В новой книжке о редакторстве (куда вошли и некоторые из моих злобных рассуждений на наболевшую тему[74]) приводится пассаж из интервью, данного Марио Варгасом Льосой, ныне – нобелевским лауреатом, “Комсомольской правде” в 2003 году:

“С вашей страной у меня связано скорее забавное, чем трагическое воспоминание: в Москве, в издательстве «Молодая гвардия», решили издать на русском языке мой роман «Город и псы». Тогда я был искренним сторонником Советского Союза и очень обрадовался этому известию. Каково же было мое удивление, когда после выхода романа в свет я узнал, что в книге не хватает сорока страниц – их изъяли из-за эротических сцен, даже не сообщив мне об этом. В следующий приезд в Москву я возмущался в кабинете главного редактора издательства. Симпатичная молодая женщина молча меня выслушала, а потом сказала, что супружеские пары в ее стране не смогли бы смотреть друг другу в глаза, если бы они прочитали описание этих любовных сцен, и попросила меня уважать традиции советского народа. Возражать было бесполезно.”[75]

История действительно скорее забавная, чем трагическая. Могли бы, как говорится, и бритвочкой. Тем более – учитывая любовь автора к Советскому Союзу (и Кубе), поскольку со “своими” всегда церемонились меньше, чем с “буржуазными иностранцами”.

А рассказ Льосы даже забавнее, чем он думает. В нем есть интригующие зазоры.

Первый – в том, как писатель на одном дыхании говорит о своей искренней симпатии к Советскому Союзу и радостном ожидании советского издания и тут же об удивлении-возмущении по поводу постигших его текст кастрационных купюр. Звучит все это очень влюбленно и благородно, но чем благороднее, тем ведь подозрительнее. Чего-то он недоговаривает или недодумывает.

К моменту опубликования его романа на родине (1963), да и выхода в СССР (1965), Льосе (р. 1936) не было тридцати. Как человека такого возраста его можно понять – молодо-зелено. Труднее понять его как писателя, интеллектуала, социального мыслителя. Удивляет не столько шок от кромсания авторского текста редакторами, сколько явное неумение автора читать завороживший его советский дискурс. Полагаю, что ослепленный любовью, он невнимательно читал и издательский договор, написанный людьми, прекрасно понимавшими, с кем имеют дело. Так что, и правда, бесполезняк дергаться.
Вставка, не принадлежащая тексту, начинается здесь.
//! Play sessions: the player's creature between encounters.
//!
//! A [`Session`] owns the one long-lived creature, the save store and the
//! opponent source. It is the layer a front end drives: start a game or
//! resume a save, open encounters, save, and hand off to the finale once the
//! creature is strong enough.
//!
//! ```
//! use critter_quest::core::Action;
//! use critter_quest::encounter::FixedOpponent;
//! use critter_quest::persistence::MemoryStore;
//! use critter_quest::session::Session;
//!
//! let mut session = Session::new_game("Bug", MemoryStore::new(), FixedOpponent::new("Pidgey", 1));
//! {
//!     let mut encounter = session.start_encounter();
//!     while !encounter.is_over() {
//!         encounter.submit_action(Action::Attack).unwrap();
//!     }
//! }
//! session.save().unwrap();
//!
//! let resumed = Session::resume(session.into_store(), FixedOpponent::new("Pidgey", 1))
//!     .unwrap()
//!     .unwrap();
//! assert_eq!(resumed.player().xp(), 5);
//! ```

use std::str::FromStr;

use serde::{Deserialize, Serialize};

use crate::codec::{self, MalformedRecord};
use crate::core::{Combatant, StatTemplate};
use crate::encounter::{Encounter, OpponentSource};
use crate::finale::{self, Duel, FinaleChoice, InvalidChoice};
use crate::persistence::{SaveStore, StoreError};

/// Errors from loading or saving a session.
#[derive(Debug, thiserror::Error)]
pub enum SessionError {
    #[error("save store error: {0}")]
    Store(#[from] StoreError),

    #[error("saved creature is unreadable: {0}")]
    Malformed(#[from] MalformedRecord),
}

impl SessionError {
    /// Check if the save exists but can't be used. Callers usually offer to
    /// start fresh in that case.
    #[must_use]
    pub fn is_malformed(&self) -> bool {
        matches!(
            self,
            SessionError::Malformed(_) | SessionError::Store(StoreError::Malformed(_))
        )
    }
}

/// Main menu commands.
#[derive(Clone, Copy, Debug, PartialEq, Eq, Serialize, Deserialize)]
pub enum MenuCommand {
    Battle,
    Summary,
    Save,
    /// Save and leave.
    Quit,
}

impl FromStr for MenuCommand {
    type Err = InvalidChoice;

    fn from_str(s: &str) -> Result<Self, Self::Err> {
        match s.trim().to_ascii_lowercase().as_str() {
            "b" | "battle" => Ok(MenuCommand::Battle),
            "s" | "summary" => Ok(MenuCommand::Summary),
            "save" => Ok(MenuCommand::Save),
            "q" | "quit" => Ok(MenuCommand::Quit),
            _ => Err(InvalidChoice(s.to_string())),
        }
    }
}

/// The player's creature plus the collaborators it needs between fights.
#[derive(Debug)]
pub struct Session<S, O> {
    player: Combatant,
    store: S,
    opponents: O,
}

impl<S: SaveStore, O: OpponentSource> Session<S, O> {
    /// Begin a new game with a freshly hatched partner.
    pub fn new_game(nickname: impl Into<String>, store: S, opponents: O) -> Self {
        let player = StatTemplate::STARTER.spawn(nickname);
        tracing::info!(name = %player.name(), "new game");
        Self::with_player(player, store, opponents)
    }

    /// Wrap an existing creature.
    pub fn with_player(player: Combatant, store: S, opponents: O) -> Self {
        Self {
            player,
            store,
            opponents,
        }
    }

    /// Resume from the store. `Ok(None)` means nothing was saved.
    pub fn resume(store: S, opponents: O) -> Result<Option<Self>, SessionError> {
        let Some(record) = store.load()? else {
            return Ok(None);
        };

        let player = codec::decode(&record).map_err(|e| {
            tracing::warn!(error = %e, "rejected saved record");
            e
        })?;
        tracing::info!(name = %player.name(), level = player.level(), "resumed save");

        Ok(Some(Self::with_player(player, store, opponents)))
    }

    #[must_use]
    pub fn player(&self) -> &Combatant {
        &self.player
    }

    #[must_use]
    pub fn store(&self) -> &S {
        &self.store
    }

    /// Give up the store, e.g. to resume from it later.
    pub fn into_store(self) -> S {
        self.store
    }

    /// Check if the creature can no longer play.
    #[must_use]
    pub fn is_over(&self) -> bool {
        self.player.is_fainted()
    }

    /// Check if the finale should replace the menu.
    #[must_use]
    pub fn finale_due(&self) -> bool {
        finale::is_due(&self.player)
    }

    /// Open an encounter against the next generated opponent.
    pub fn start_encounter(&mut self) -> Encounter<'_> {
        Encounter::start(&mut self.player, &mut self.opponents)
    }

    /// Write the creature to the store, replacing any earlier save.
    pub fn save(&self) -> Result<(), SessionError> {
        self.store.save(&codec::encode(&self.player))?;
        tracing::info!(name = %self.player.name(), level = self.player.level(), "game saved");
        Ok(())
    }

    /// Apply the finale choice to the creature.
    pub fn begin_finale(&mut self, choice: FinaleChoice) -> Option<Duel> {
        finale::begin(&mut self.player, choice)
    }
}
Но в общем-то, Льоса отделался легким испугом. Времена были уже вегетарианские. Вот Горькому, Цветаевой, да и Прокофьеву, пришлось хуже. Потому что Сталин читал их правильно, а они его кое-как. В отличие, скажем, от Пастернака, который не зря верил в знанье друг о друге предельно крайних двух начал.

Но вернемся к Льосе и его горячей молодости. С тех пор – хотя и не сразу, а лишь через полтора десятка лет – он успешно разочаровался в коммунизме. И читаем мы не его юношескую исповедь, а пост-анализ зрелого man of letters (литератора). Однако удивление, перерастающее в сарказм, – все то же: молодежное, энтузиастическое, оскорбленное в лучших чувствах. Как будто виноваты только коварно обманувшие его “они”, а не он, который, как и всякий влюбленный, был сам обманываться рад.